After his hiccups in the Koreas he was moving on to Russia.

“You need five different permissions (in Russia),” he said. “I got all of them, then as I landed there they took one away from me.”

So he spent two weeks in Russia while he reapplied for permissions 16 times before he could leave. He stayed with local pilots and shared his experiences.

After Russia he was able to make his way back to the U.S. by way of Japan.

So after 169 days, he landed in Roxboro and had completed the journey.

“The trip was everything that I was hoping for and more,” he said.

He did his research before he left, and he knew to assume things – both good and bad – would happen.

“I think in retrospect, what I have done right was not to be pressured by time,” Geissler said.

Even though he experienced bureaucratic red tape from multiple countries, he was still able to enjoy his time with the citizens that helped him out.
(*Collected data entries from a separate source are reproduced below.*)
//! Gazetteer: canonical coordinates for known places and company headquarters.

use std::collections::HashMap;
use std::path::Path;

use anyhow::{Context, Result};
use serde::Deserialize;
use serde_json::Value;

use crate::article::GeoRef;

#[derive(Debug, Clone, PartialEq, Deserialize)]
pub struct KnownLocation {
    pub name: String,
    pub lat: f64,
    pub lon: f64,
    #[serde(rename = "countryCode", default)]
    pub country_code: String,
}

impl KnownLocation {
    fn to_geo(&self) -> GeoRef {
        GeoRef {
            name: self.name.clone(),
            lat: self.lat,
            lon: self.lon,
            country_code: self.country_code.clone(),
        }
    }
}

#[derive(Debug, Default, Deserialize)]
struct GeoMapFile {
    #[serde(default)]
    known_locations: HashMap<String, KnownLocation>,
    #[serde(default)]
    company_hq: HashMap<String, String>,
}

/// The rewriter's free-text location guess.
#[derive(Debug, Clone, PartialEq, Default)]
pub struct GeoGuess {
    pub name: String,
    pub lat: Option<f64>,
    pub lon: Option<f64>,
    pub country_code: Option<String>,
}

impl GeoGuess {
    /// Lenient conversion from the model's `geo` value. Non-objects (including `null`) yield `None`.
    /// Coordinates may arrive as numbers or numeric strings.
    pub fn from_value(v: &Value) -> Option<Self> {
        let obj = v.as_object()?;
        let num = |key: &str| match obj.get(key)? {
            Value::Number(n) => n.as_f64(),
            Value::String(s) => s.trim().parse::<f64>().ok(),
            _ => None,
        };
        Some(Self {
            name: obj
                .get("name")
                .and_then(Value::as_str)
                .unwrap_or_default()
                .to_string(),
            lat: num("lat").filter(|x| x.is_finite()),
            lon: num("lon").filter(|x| x.is_finite()),
            country_code: obj
                .get("countryCode")
                .and_then(Value::as_str)
                .map(str::to_string),
        })
    }
}

#[derive(Debug, Clone, Default)]
pub struct Gazetteer {
    locations: HashMap<String, KnownLocation>,
    /// Location keys, longest first, so the most specific key wins.
    location_keys: Vec<String>,
    /// (company, location key), longest company name first.
    companies: Vec<(String, String)>,
}

impl Gazetteer {
    pub fn new(
        locations: HashMap<String, KnownLocation>,
        company_hq: HashMap<String, String>,
    ) -> Self {
        let mut location_keys: Vec<String> = locations.keys().cloned().collect();
        location_keys.sort_by(|a, b| b.len().cmp(&a.len()).then_with(|| a.cmp(b)));

        let mut companies: Vec<(String, String)> = company_hq.into_iter().collect();
        companies.sort_by(|a, b| b.0.len().cmp(&a.0.len()).then_with(|| a.0.cmp(&b.0)));

        Self {
            locations,
            location_keys,
            companies,
        }
    }

    pub fn from_json(s: &str) -> Result<Self> {
        let file: GeoMapFile = serde_json::from_str(s).context("parsing geo map json")?;
        Ok(Self::new(file.known_locations, file.company_hq))
    }

    pub fn from_path(path: &Path) -> Result<Self> {
        let s = std::fs::read_to_string(path)
            .with_context(|| format!("reading geo map from {}", path.display()))?;
        Self::from_json(&s)
    }

    /// Like [`Gazetteer::from_path`] but never fails: a missing or corrupt file yields an empty gazetteer.
    pub fn load_or_empty(path: &Path) -> Self {
        match Self::from_path(path) {
            Ok(g) => g,
            Err(e) => {
                tracing::warn!(error = ?e, path = %path.display(), "geo map unavailable, using empty gazetteer");
                Self::default()
            }
        }
    }

    pub fn is_empty(&self) -> bool {
        self.locations.is_empty() && self.companies.is_empty()
    }

    /// Prompt hint listing known places and company HQs.
    pub fn hint(&self) -> String {
        let mut names: Vec<&str> = self.location_keys.iter().map(String::as_str).collect();
        names.sort_unstable();
        let mut companies: Vec<String> = self
            .companies
            .iter()
            .map(|(c, k)| format!("{c} -> {k}"))
            .collect();
        companies.sort_unstable();
        format!(
            "Known locations: {}\nKnown company HQs: {}",
            names.join(", "),
            companies.join(", ")
        )
    }

    /// Resolve a guess to a location. Precedence: known location key in the name,
    /// then known company in the name (mapped through its HQ), then the guess's own
    /// coordinates, else nothing.
    pub fn resolve(&self, guess: &GeoGuess) -> Option<GeoRef> {
        let name = guess.name.to_lowercase();

        if let Some(loc) = self
            .location_keys
            .iter()
            .find(|k| name.contains(&k.to_lowercase()))
            .and_then(|k| self.locations.get(k))
        {
            return Some(loc.to_geo());
        }

        if let Some(loc) = self
            .companies
            .iter()
            .filter(|(company, _)| name.contains(&company.to_lowercase()))
            .find_map(|(_, key)| self.locations.get(key))
        {
            return Some(loc.to_geo());
        }

        match (guess.lat, guess.lon) {
            (Some(lat), Some(lon)) => Some(GeoRef {
                name: if guess.name.is_empty() {
                    "Unknown".to_string()
                } else {
                    guess.name.clone()
                },
                lat,
                lon,
                country_code: guess.country_code.clone().unwrap_or_default(),
            }),
            _ => None,
        }
    }
}
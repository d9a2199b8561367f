//! Review-time state: pending candidates, edit sessions, in-flight claims,
//! and the per-process publish history.

use std::collections::{HashMap, HashSet};
use std::sync::{Mutex, MutexGuard, PoisonError};
use std::time::{Duration, Instant};

use async_trait::async_trait;
use chrono::{DateTime, Utc};
use serde::Serialize;

use crate::article::Candidate;

fn lock<T>(m: &Mutex<T>) -> MutexGuard<'_, T> {
    m.lock().unwrap_or_else(PoisonError::into_inner)
}

/// Pending candidates keyed by id.
#[async_trait]
pub trait CandidateStore: Send + Sync {
    async fn get(&self, id: &str) -> Option<Candidate>;
    /// Insert or replace under `candidate.id`.
    async fn put(&self, candidate: Candidate);
    async fn delete(&self, id: &str) -> Option<Candidate>;
    /// Oldest first.
    async fn list(&self) -> Vec<Candidate>;
    async fn len(&self) -> usize;
    /// Drop candidates inserted before `cutoff`; returns how many were removed.
    async fn purge_older_than(&self, cutoff: DateTime<Utc>) -> usize;
}

/// Process-local store. Contents are lost on restart.
#[derive(Default)]
pub struct InMemoryStore {
    inner: Mutex<HashMap<String, (Candidate, DateTime<Utc>)>>,
}

impl InMemoryStore {
    pub fn new() -> Self {
        Self::default()
    }

    /// Insert with an explicit timestamp.
    pub fn put_at(&self, candidate: Candidate, inserted_at: DateTime<Utc>) {
        lock(&self.inner).insert(candidate.id.clone(), (candidate, inserted_at));
    }
}

#[async_trait]
impl CandidateStore for InMemoryStore {
    async fn get(&self, id: &str) -> Option<Candidate> {
        lock(&self.inner).get(id).map(|(c, _)| c.clone())
    }

    async fn put(&self, candidate: Candidate) {
        self.put_at(candidate, Utc::now());
    }

    async fn delete(&self, id: &str) -> Option<Candidate> {
        lock(&self.inner).remove(id).map(|(c, _)| c)
    }

    async fn list(&self) -> Vec<Candidate> {
        let map = lock(&self.inner);
        let mut items: Vec<_> = map.values().collect();
        items.sort_by(|a, b| a.1.cmp(&b.1).then_with(|| a.0.id.cmp(&b.0.id)));
        items.into_iter().map(|(c, _)| c.clone()).collect()
    }

    async fn len(&self) -> usize {
        lock(&self.inner).len()
    }

    async fn purge_older_than(&self, cutoff: DateTime<Utc>) -> usize {
        let mut map = lock(&self.inner);
        let before = map.len();
        map.retain(|_, (_, at)| *at >= cutoff);
        before - map.len()
    }
}

/// Reviewer → candidate id awaiting a replacement title.
pub struct EditSessions {
    inner: Mutex<HashMap<i64, (String, Instant)>>,
    ttl: Duration,
}

impl EditSessions {
    pub fn new(ttl: Duration) -> Self {
        Self {
            inner: Mutex::new(HashMap::new()),
            ttl,
        }
    }

    /// Open (or replace) the reviewer's session.
    pub fn begin(&self, user_id: i64, candidate_id: &str) {
        lock(&self.inner).insert(user_id, (candidate_id.to_string(), Instant::now()));
    }

    /// Close the session and return its target, unless it has expired.
    pub fn take(&self, user_id: i64) -> Option<String> {
        let (id, opened) = lock(&self.inner).remove(&user_id)?;
        (opened.elapsed() <= self.ttl).then_some(id)
    }

    pub fn is_open(&self, user_id: i64) -> bool {
        lock(&self.inner)
            .get(&user_id)
            .is_some_and(|(_, opened)| opened.elapsed() <= self.ttl)
    }
}

/// Candidate ids with an approve/reject/edit in progress.
#[derive(Default)]
pub struct Claims {
    inner: Mutex<HashSet<String>>,
}

impl Claims {
    pub fn new() -> Self {
        Self::default()
    }

    /// `None` when another action already holds `id`.
    pub fn try_claim(&self, id: &str) -> Option<Claim<'_>> {
        lock(&self.inner).insert(id.to_string()).then(|| Claim {
            owner: self,
            id: id.to_string(),
        })
    }

    pub fn is_claimed(&self, id: &str) -> bool {
        lock(&self.inner).contains(id)
    }
}

/// Released on drop.
pub struct Claim<'a> {
    owner: &'a Claims,
    id: String,
}

impl Drop for Claim<'_> {
    fn drop(&mut self) {
        lock(&self.owner.inner).remove(&self.id);
    }
}

#[derive(Debug, Clone, PartialEq, Eq, Serialize)]
pub struct PublishedEntry {
    pub ts_unix: i64,
    pub id: String,
    pub title: String,
    pub url: Option<String>,
}

/// Bounded log of articles published by this process.
#[derive(Debug)]
pub struct PublishedHistory {
    inner: Mutex<Vec<PublishedEntry>>,
    total: Mutex<u64>,
    cap: usize,
}

impl PublishedHistory {
    pub fn with_capacity(cap: usize) -> Self {
        Self {
            inner: Mutex::new(Vec::with_capacity(cap.min(1_000))),
            total: Mutex::new(0),
            cap: cap.clamp(1, 1_000),
        }
    }

    pub fn push(&self, id: &str, title: &str, url: Option<String>) {
        *lock(&self.total) += 1;
        let mut v = lock(&self.inner);
        v.push(PublishedEntry {
            ts_unix: Utc::now().timestamp(),
            id: id.to_string(),
            title: title.to_string(),
            url,
        });
        if v.len() > self.cap {
            let excess = v.len() - self.cap;
            v.drain(0..excess);
        }
    }

    /// Everything published since start, including entries rotated out.
    pub fn total(&self) -> u64 {
        *lock(&self.total)
    }

    pub fn snapshot_last_n(&self, n: usize) -> Vec<PublishedEntry> {
        let v = lock(&self.inner);
        let start = v.len().saturating_sub(n);
        v[start..].to_vec()
    }
}

#[cfg(test)]
mod tests {
    use super::*;
    use chrono::Duration as ChronoDuration;

    fn cand(id: &str) -> Candidate {
        serde_json::from_value(serde_json::json!({ "id": id, "title": id })).unwrap()
    }

    #[tokio::test]
    async fn purge_drops_only_expired() {
        let store = InMemoryStore::new();
        let now = Utc::now();
        store.put_at(cand("old"), now - ChronoDuration::hours(80));
        store.put_at(cand("new"), now - ChronoDuration::hours(1));
        let removed = store
            .purge_older_than(now - ChronoDuration::hours(72))
            .await;
        assert_eq!(removed, 1);
        assert!(store.get("old").await.is_none());
        assert!(store.get("new").await.is_some());
    }

    #[tokio::test]
    async fn list_is_oldest_first() {
        let store = InMemoryStore::new();
        let now = Utc::now();
        store.put_at(cand("b"), now);
        store.put_at(cand("a"), now - ChronoDuration::minutes(5));
        let ids: Vec<_> = store.list().await.into_iter().map(|c| c.id).collect();
        assert_eq!(ids, vec!["a", "b"]);
    }

    #[test]
    fn claim_is_exclusive_until_dropped() {
        let claims = Claims::new();
        let first = claims.try_claim("x").unwrap();
        assert!(claims.try_claim("x").is_none());
        assert!(claims.try_claim("y").is_some());
        drop(first);
        assert!(!claims.is_claimed("x"));
        assert!(claims.try_claim("x").is_some());
    }

    #[test]
    fn sessions_expire() {
        let s = EditSessions::new(Duration::ZERO);
        s.begin(7, "x");
        std::thread::sleep(Duration::from_millis(5));
        assert_eq!(s.take(7), None);

        let s = EditSessions::new(Duration::from_secs(60));
        s.begin(7, "x");
        s.begin(7, "y");
        assert!(s.is_open(7));
        assert_eq!(s.take(7).as_deref(), Some("y"));
        assert_eq!(s.take(7), None);
    }

    #[test]
    fn history_is_capped_but_counts_everything() {
        let h = PublishedHistory::with_capacity(2);
        for i in 0..3 {
            h.push(&format!("id{i}"), "t", None);
        }
        assert_eq!(h.total(), 3);
        let ids: Vec<_> = h.snapshot_last_n(10).into_iter().map(|e| e.id).collect();
        assert_eq!(ids, vec!["id1", "id2"]);
    }
}
// src/ingest/scheduler.rs
use std::sync::Arc;
use std::time::Duration;

use tokio::task::JoinHandle;
use tokio::time::MissedTickBehavior;

use crate::review::ReviewService;

#[derive(Clone, Copy, Debug)]
pub struct ScrapeSchedulerCfg {
    pub first_delay: Duration,
    /// Zero disables the timer.
    pub interval: Duration,
}

impl ScrapeSchedulerCfg {
    pub fn every(interval: Duration) -> Self {
        Self {
            first_delay: Duration::from_secs(10),
            interval,
        }
    }
}

/// Periodic scrape: first run after `first_delay`, then every `interval`.
/// Overlap with a manual `/scrape` is serialized inside the pipeline.
pub fn spawn_scrape_scheduler(
    service: Arc<ReviewService>,
    cfg: ScrapeSchedulerCfg,
) -> Option<JoinHandle<()>> {
    if cfg.interval.is_zero() {
        tracing::info!("scheduled scraping disabled");
        return None;
    }
    tracing::info!(
        every_minutes = cfg.interval.as_secs() / 60,
        "scheduled scraping enabled"
    );

    Some(tokio::spawn(async move {
        let start = tokio::time::Instant::now() + cfg.first_delay;
        let mut ticker = tokio::time::interval_at(start, cfg.interval);
        ticker.set_missed_tick_behavior(MissedTickBehavior::Delay);
        loop {
            ticker.tick().await;
            tracing::info!(target: "ingest", "scheduled scrape tick");
            service.run_scrape().await;
        }
    }))
}
// src/lib.rs
// Public library surface for the binaries and integration tests.

pub mod api;
pub mod article;
pub mod config;
pub mod geo;
pub mod ingest;
pub mod metrics;
pub mod pipeline;
pub mod publish;
pub mod review;
pub mod rewrite;
pub mod throttle;

pub use crate::api::router;
pub use crate::article::{Candidate, Category};
pub use crate::pipeline::{CandidateSource, Pipeline};
pub use crate::review::ReviewService;

use tracing_subscriber::{fmt, prelude::*, EnvFilter};

/// Install the global subscriber. `RUST_LOG` wins over the default filter.
pub fn init_tracing(json: bool) {
    let filter = EnvFilter::try_from_default_env()
        .unwrap_or_else(|_| EnvFilter::new("tech_pulse_pipeline=info,warn"));
    let registry = tracing_subscriber::registry().with(filter);
    if json {
        registry.with(fmt::layer().json().with_target(true)).init();
    } else {
        registry.with(fmt::layer().compact()).init();
    }
}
“The people were the most wonderful,” he said. “They took me in.”

However, the journey wasn’t just about the story or the experience for Geissler. He also used his time to raise awareness for St. Jude’s Children’s Research Hospital.

“It’s an easy choice. I have three young children,” he said.

When Geissler would stop in countries and talk with media outlets he’d spread the word about the hospital.

“In the end, we got a lot of awareness and interest,” he said. “We had people in many countries, and I was literally surprised about how much interest people had in our story and our trip.”

Even though the trip was a challenge, Geissler said it was rewarding, comparing it to the unknown challenges that everyone faces in life.

“Life can be challenging, and if you would know the challenges ahead, it would be more intimidating,” he said.